Collected data entries

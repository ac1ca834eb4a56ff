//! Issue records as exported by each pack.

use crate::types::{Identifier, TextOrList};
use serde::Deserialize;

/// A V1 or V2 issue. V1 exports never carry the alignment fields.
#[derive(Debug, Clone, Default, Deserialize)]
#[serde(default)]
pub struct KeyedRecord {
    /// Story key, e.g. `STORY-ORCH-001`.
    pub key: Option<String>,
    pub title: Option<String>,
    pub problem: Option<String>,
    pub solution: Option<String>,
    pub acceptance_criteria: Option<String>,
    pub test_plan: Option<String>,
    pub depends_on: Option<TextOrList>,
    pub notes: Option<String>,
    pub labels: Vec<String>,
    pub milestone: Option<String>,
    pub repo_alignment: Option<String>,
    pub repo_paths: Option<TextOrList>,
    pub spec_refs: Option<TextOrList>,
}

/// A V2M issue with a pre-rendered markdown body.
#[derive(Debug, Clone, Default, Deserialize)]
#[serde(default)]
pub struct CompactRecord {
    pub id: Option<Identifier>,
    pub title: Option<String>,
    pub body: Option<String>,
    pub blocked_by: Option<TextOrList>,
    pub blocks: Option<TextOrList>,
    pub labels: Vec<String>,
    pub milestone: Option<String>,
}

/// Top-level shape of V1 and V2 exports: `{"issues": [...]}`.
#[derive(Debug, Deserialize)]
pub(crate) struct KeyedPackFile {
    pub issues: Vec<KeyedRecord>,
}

- [Work to be completed]:
The full set of entries must be restated exactly, with none omitted.

- [Task solution]:
repository ac1ca834eb4a56ff
//! Issue records as exported by each pack.

use crate::types::{Identifier, TextOrList};
use serde::Deserialize;

/// A V1 or V2 issue. V1 exports never carry the alignment fields.
#[derive(Debug, Clone, Default, Deserialize)]
#[serde(default)]
pub struct KeyedRecord {
    /// Story key, e.g. `STORY-ORCH-001`.
    pub key: Option<String>,
    pub title: Option<String>,
    pub problem: Option<String>,
    pub solution: Option<String>,
    pub acceptance_criteria: Option<String>,
    pub test_plan: Option<String>,
    pub depends_on: Option<TextOrList>,
    pub notes: Option<String>,
    pub labels: Vec<String>,
    pub milestone: Option<String>,
    pub repo_alignment: Option<String>,
    pub repo_paths: Option<TextOrList>,
    pub spec_refs: Option<TextOrList>,
}

/// A V2M issue with a pre-rendered markdown body.
#[derive(Debug, Clone, Default, Deserialize)]
#[serde(default)]
pub struct CompactRecord {
    pub id: Option<Identifier>,
    pub title: Option<String>,
    pub body: Option<String>,
    pub blocked_by: Option<TextOrList>,
    pub blocks: Option<TextOrList>,
    pub labels: Vec<String>,
    pub milestone: Option<String>,
}

/// Top-level shape of V1 and V2 exports: `{"issues": [...]}`.
#[derive(Debug, Deserialize)]
pub(crate) struct KeyedPackFile {
    pub issues: Vec<KeyedRecord>,
}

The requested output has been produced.